Records for the exercise.
----------------------------------------
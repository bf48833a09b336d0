//! Segment storage for log records.
//!
//! A partition's offset space is split into segments. Each segment is a
//! data file of record frames plus a sparse index file, both named after
//! the segment's base offset:
//!
//! ```text
//! 00000000000000000000.log     | length (4) | crc32 (4) | offset (8) | timestamp (8) | key_len (4) | key | value |
//! 00000000000000000000.index   | relative_offset (4) | position (4) |
//! ```
//!
//! Only the newest segment of a partition is active; all others are sealed
//! and never modified in place.

mod index;
mod iter;
mod log;
mod record;

pub(crate) use iter::ScanStep;
pub use index::{IndexEntry, OffsetIndex, INDEX_ENTRY_SIZE};
pub use log::{
    parse_base_offset, Segment, SegmentFiles, CLEANED_SUFFIX, INDEX_EXTENSION, LOG_EXTENSION,
};
pub use record::{compute_crc, frame_size, Record, HEADER_SIZE, LENGTH_SIZE};
//! Store and topic configuration.

use crate::error::{CoreError, CoreResult};
use std::time::Duration;

/// Per-topic configuration. Every partition of a topic shares it.
#[derive(Debug, Clone, PartialEq, Eq)]
pub struct TopicConfig {
    /// Roll the active segment once its data file would exceed this size.
    pub segment_max_bytes: u64,

    /// Roll the active segment once it holds this many records.
    pub segment_max_records: u64,

    /// Number of records between two sparse index entries.
    pub index_interval: u32,

    /// Flush the pending batch once it holds this many records.
    pub batch_max_records: usize,

    /// Flush the pending batch this long after its first record arrived.
    pub batch_linger: Duration,

    /// Delete sealed segments whose newest record is older than this.
    pub retention_max_age: Option<Duration>,

    /// Delete the oldest sealed segments while the partition is larger than this.
    pub retention_max_bytes: Option<u64>,

    /// Keep only the latest record per key in sealed segments.
    pub compaction_enabled: bool,

    /// Whether a batch flush fsyncs the data file (safer but slower).
    pub sync_on_flush: bool,
}

impl Default for TopicConfig {
    fn default() -> Self {
        Self {
            segment_max_bytes: 64 * 1024 * 1024, // 64 MB
            segment_max_records: 1 << 20,
            index_interval: 32,
            batch_max_records: 256,
            batch_linger: Duration::from_millis(5),
            retention_max_age: None,
            retention_max_bytes: None,
            compaction_enabled: false,
            sync_on_flush: true,
        }
    }
}

impl TopicConfig {
    /// Creates a new configuration with default values.
    #[must_use]
    pub fn new() -> Self {
        Self::default()
    }

    /// Sets the maximum data file size of a segment.
    #[must_use]
    pub const fn segment_max_bytes(mut self, bytes: u64) -> Self {
        self.segment_max_bytes = bytes;
        self
    }

    /// Sets the maximum record count of a segment.
    #[must_use]
    pub const fn segment_max_records(mut self, records: u64) -> Self {
        self.segment_max_records = records;
        self
    }

    /// Sets the sparse index interval.
    #[must_use]
    pub const fn index_interval(mut self, interval: u32) -> Self {
        self.index_interval = interval;
        self
    }

    /// Sets the maximum batch size.
    #[must_use]
    pub const fn batch_max_records(mut self, records: usize) -> Self {
        self.batch_max_records = records;
        self
    }

    /// Sets the batch linger time.
    #[must_use]
    pub const fn batch_linger(mut self, linger: Duration) -> Self {
        self.batch_linger = linger;
        self
    }

    /// Sets the retention age limit.
    #[must_use]
    pub const fn retention_max_age(mut self, age: Duration) -> Self {
        self.retention_max_age = Some(age);
        self
    }

    /// Sets the retention size limit.
    #[must_use]
    pub const fn retention_max_bytes(mut self, bytes: u64) -> Self {
        self.retention_max_bytes = Some(bytes);
        self
    }

    /// Marks the topic as compacted.
    #[must_use]
    pub const fn compaction_enabled(mut self, value: bool) -> Self {
        self.compaction_enabled = value;
        self
    }

    /// Sets whether batch flushes fsync.
    #[must_use]
    pub const fn sync_on_flush(mut self, value: bool) -> Self {
        self.sync_on_flush = value;
        self
    }

    /// Returns true if either retention limit is set.
    #[must_use]
    pub const fn has_retention(&self) -> bool {
        self.retention_max_age.is_some() || self.retention_max_bytes.is_some()
    }

    /// Checks that the configuration is usable.
    ///
    /// Index entries store 32-bit relative offsets and byte positions, so a
    /// segment may not grow past `u32::MAX` bytes or records.
    ///
    /// # Errors
    ///
    /// Returns `InvalidConfig` describing the first offending field.
    pub fn validate(&self) -> CoreResult<()> {
        if self.segment_max_bytes == 0 || self.segment_max_bytes > u64::from(u32::MAX) {
            return Err(CoreError::invalid_config(format!(
                "segment_max_bytes must be in 1..={}, got {}",
                u32::MAX,
                self.segment_max_bytes
            )));
        }
        if self.segment_max_records == 0 || self.segment_max_records > u64::from(u32::MAX) {
            return Err(CoreError::invalid_config(format!(
                "segment_max_records must be in 1..={}, got {}",
                u32::MAX,
                self.segment_max_records
            )));
        }
        if self.index_interval == 0 {
            return Err(CoreError::invalid_config("index_interval must be positive"));
        }
        if self.batch_max_records == 0 {
            return Err(CoreError::invalid_config(
                "batch_max_records must be positive",
            ));
        }
        if self.retention_max_bytes == Some(0) {
            return Err(CoreError::invalid_config(
                "retention_max_bytes must be positive",
            ));
        }
        Ok(())
    }
}

/// Configuration for opening a log store.
#[derive(Debug, Clone)]
pub struct StoreConfig {
    /// Whether to create the store directory if it doesn't exist.
    pub create_if_missing: bool,

    /// Whether topics run their compaction and retention tasks automatically.
    pub background_tasks: bool,

    /// How often the compactor runs on each compacted partition.
    pub compaction_interval: Duration,

    /// How often retention limits are evaluated.
    pub retention_check_interval: Duration,
}

impl Default for StoreConfig {
    fn default() -> Self {
        Self {
            create_if_missing: true,
            background_tasks: true,
            compaction_interval: Duration::from_secs(30),
            retention_check_interval: Duration::from_secs(60),
        }
    }
}

impl StoreConfig {
    /// Creates a new configuration with default values.
    #[must_use]
    pub fn new() -> Self {
        Self::default()
    }

    /// Sets whether to create the store if missing.
    #[must_use]
    pub const fn create_if_missing(mut self, value: bool) -> Self {
        self.create_if_missing = value;
        self
    }

    /// Enables or disables the background maintenance tasks.
    #[must_use]
    pub const fn background_tasks(mut self, value: bool) -> Self {
        self.background_tasks = value;
        self
    }

    /// Sets the compaction interval.
    #[must_use]
    pub const fn compaction_interval(mut self, interval: Duration) -> Self {
        self.compaction_interval = interval;
        self
    }

    /// Sets the retention check interval.
    #[must_use]
    pub const fn retention_check_interval(mut self, interval: Duration) -> Self {
        self.retention_check_interval = interval;
        self
    }

    /// Checks that the task intervals are positive.
    ///
    /// # Errors
    ///
    /// Returns `InvalidConfig` naming the first zero interval.
    pub fn validate(&self) -> CoreResult<()> {
        if self.compaction_interval.is_zero() {
            return Err(CoreError::invalid_config(
                "compaction_interval must be positive",
            ));
        }
        if self.retention_check_interval.is_zero() {
            return Err(CoreError::invalid_config(
                "retention_check_interval must be positive",
            ));
        }
        Ok(())
    }
}
//! Property-based test generators using proptest.
//!
//! Provides strategies for generating records, workloads and topic names
//! that satisfy the engine's input rules.

use bytes::Bytes;
use proptest::prelude::*;
use tidelog_core::{Record, MAX_TOPIC_NAME_LEN};

/// Strategy for generating valid topic names.
pub fn topic_name_strategy() -> impl Strategy<Value = String> {
    let pattern = format!("[a-zA-Z0-9._-]{{1,{}}}", MAX_TOPIC_NAME_LEN.min(64));
    prop::string::string_regex(&pattern)
        .expect("Invalid regex")
        .prop_filter("Dot names are reserved", |s| s != "." && s != "..")
}

/// Strategy for generating non-empty keys from a small key space, so
/// workloads overwrite keys often enough to give compaction work.
pub fn key_strategy(key_space: usize) -> impl Strategy<Value = Bytes> {
    (0..key_space.max(1)).prop_map(|k| Bytes::from(format!("key-{k}")))
}

/// Strategy for generating record values (arbitrary bytes).
pub fn value_strategy() -> impl Strategy<Value = Bytes> {
    prop::collection::vec(any::<u8>(), 0..512).prop_map(Bytes::from)
}

/// Strategy for generating a well-formed record.
pub fn record_strategy() -> impl Strategy<Value = Record> {
    (
        any::<u64>(),
        any::<i64>(),
        prop::option::of(prop::collection::vec(any::<u8>(), 1..64)),
        value_strategy(),
    )
        .prop_map(|(offset, timestamp, key, value)| {
            Record::new(offset, timestamp, key.map(Bytes::from), value)
        })
}

/// One step of a generated partition workload.
#[derive(Debug, Clone)]
pub enum LogOperation {
    /// Append a record
    Append {
        /// Record key
        key: Option<Bytes>,
        /// Record value
        value: Bytes,
    },
    /// Append a tombstone
    Tombstone {
        /// Key to delete
        key: Bytes,
    },
    /// Run one compaction pass
    Compact,
    /// Flush pending appends
    Flush,
}

impl LogOperation {
    /// Returns true if this operation assigns an offset.
    #[must_use]
    pub fn appends(&self) -> bool {
        matches!(self, Self::Append { .. } | Self::Tombstone { .. })
    }
}

/// Strategy for generating log operations over `key_space` keys.
pub fn log_operation_strategy(key_space: usize) -> impl Strategy<Value = LogOperation> {
    prop_oneof![
        6 => (prop::option::of(key_strategy(key_space)), value_strategy())
            .prop_map(|(key, value)| LogOperation::Append { key, value }),
        1 => key_strategy(key_space).prop_map(|key| LogOperation::Tombstone { key }),
        1 => Just(LogOperation::Compact),
        1 => Just(LogOperation::Flush),
    ]
}

/// Strategy for generating a sequence of operations.
pub fn operation_sequence_strategy(
    min_ops: usize,
    max_ops: usize,
    key_space: usize,
) -> impl Strategy<Value = Vec<LogOperation>> {
    prop::collection::vec(log_operation_strategy(key_space), min_ops..max_ops)
}

/// Configuration for property tests.
#[derive(Debug, Clone)]
pub struct PropTestConfig {
    /// Number of test cases to run.
    pub cases: u32,
    /// Maximum shrink iterations.
    pub max_shrink_iters: u32,
}

impl Default for PropTestConfig {
    fn default() -> Self {
        Self {
            cases: 256,
            max_shrink_iters: 1000,
        }
    }
}

impl PropTestConfig {
    /// Creates a configuration for quick tests.
    #[must_use]
    pub fn quick() -> Self {
        Self {
            cases: 32,
            max_shrink_iters: 100,
        }
    }

    /// Creates a configuration for disk-backed tests, which are slow per case.
    #[must_use]
    pub fn disk() -> Self {
        Self {
            cases: 8,
            max_shrink_iters: 50,
        }
    }

    /// Converts to proptest config.
    #[must_use]
    pub fn to_proptest_config(&self) -> ProptestConfig {
        ProptestConfig {
            cases: self.cases,
            max_shrink_iters: self.max_shrink_iters,
            ..ProptestConfig::default()
        }
    }
}
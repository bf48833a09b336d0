//! Storage backend trait definition.

use crate::error::StorageResult;

/// A low-level storage backend for Tidelog.
///
/// Storage backends are **opaque byte stores**. They provide simple operations
/// for reading, appending, and flushing data. Tidelog owns all file format
/// interpretation - backends do not understand record frames or index entries.
///
/// All methods take `&self`. Implementations use interior locking so that
/// `read_at` on already-written ranges can run concurrently with `append`.
///
/// # Invariants
///
/// - `append` returns the offset where data was written
/// - `read_at` returns exactly the bytes previously written at that offset
/// - `sync` ensures all appended data is durable
/// - Backends must be `Send + Sync` for concurrent access
///
/// # Implementors
///
/// - [`super::InMemoryBackend`] - For testing
/// - [`super::FileBackend`] - For persistent storage
pub trait StorageBackend: Send + Sync {
    /// Reads `len` bytes starting at `offset`.
    ///
    /// # Errors
    ///
    /// Returns an error if:
    /// - The offset is beyond the current size
    /// - The read would extend beyond the current size
    /// - An I/O error occurs
    fn read_at(&self, offset: u64, len: usize) -> StorageResult<Vec<u8>>;

    /// Appends data to the end of the storage.
    ///
    /// Returns the offset where the data was written. Appends are
    /// serialized by the backend.
    ///
    /// # Errors
    ///
    /// Returns an error if an I/O error occurs.
    fn append(&self, data: &[u8]) -> StorageResult<u64>;

    /// Pushes buffered writes to the operating system.
    ///
    /// # Errors
    ///
    /// Returns an error if the flush operation fails.
    fn flush(&self) -> StorageResult<()>;

    /// Returns the current size of the storage in bytes.
    ///
    /// This is the offset where the next `append` will write.
    ///
    /// # Errors
    ///
    /// Returns an error if the size cannot be determined.
    fn size(&self) -> StorageResult<u64>;

    /// Syncs all data and metadata to durable storage.
    ///
    /// After this returns successfully, all previously appended data
    /// is guaranteed to survive process termination.
    ///
    /// # Errors
    ///
    /// Returns an error if the sync operation fails.
    fn sync(&self) -> StorageResult<()>;

    /// Truncates the storage to the given size.
    ///
    /// This removes all data after the specified offset. It is used to
    /// drop a torn tail found during recovery.
    ///
    /// # Errors
    ///
    /// Returns an error if:
    /// - The truncation fails
    /// - `new_size` is greater than current size
    fn truncate(&self, new_size: u64) -> StorageResult<()>;
}
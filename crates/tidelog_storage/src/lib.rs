//! # Tidelog Storage
//!
//! Storage backend trait and implementations for Tidelog.
//!
//! This crate provides the lowest-level storage abstraction for Tidelog.
//! Storage backends are **opaque byte stores** - they do not interpret
//! the data they store.
//!
//! ## Design Principles
//!
//! - Backends are simple byte stores (read, append, flush)
//! - No knowledge of record frames, indexes or segments
//! - Must be `Send + Sync`; every operation takes `&self` so a segment can
//!   serve reads while its writer appends
//! - Tidelog owns all file format interpretation
//!
//! ## Available Backends
//!
//! - [`InMemoryBackend`] - For testing and ephemeral storage
//! - [`FileBackend`] - For persistent storage using OS file APIs
//!
//! ## Example
//!
//! ```rust
//! use tidelog_storage::{StorageBackend, InMemoryBackend};
//!
//! let backend = InMemoryBackend::new();
//! let offset = backend.append(b"hello world").unwrap();
//! let data = backend.read_at(offset, 11).unwrap();
//! assert_eq!(&data, b"hello world");
//! ```

#![deny(unsafe_code)]
#![warn(missing_docs)]

mod backend;
mod error;
mod file;
mod memory;

pub use backend::StorageBackend;
pub use error::{StorageError, StorageResult};
pub use file::FileBackend;
pub use memory::InMemoryBackend;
----------------------------------------
To do.
Repeat, character for character, the lines of the material above from the line with "pub fn to_proptest_config(&self)" through the line with "locking so that".

Solution to the exercise.
    pub fn to_proptest_config(&self) -> ProptestConfig {
        ProptestConfig {
            cases: self.cases,
            max_shrink_iters: self.max_shrink_iters,
            ..ProptestConfig::default()
        }
    }
}
repository bf48833a09b336d0
//! Storage backend trait definition.

use crate::error::StorageResult;

/// A low-level storage backend for Tidelog.
///
/// Storage backends are **opaque byte stores**. They provide simple operations
/// for reading, appending, and flushing data. Tidelog owns all file format
/// interpretation - backends do not understand record frames or index entries.
///
/// All methods take `&self`. Implementations use interior locking so that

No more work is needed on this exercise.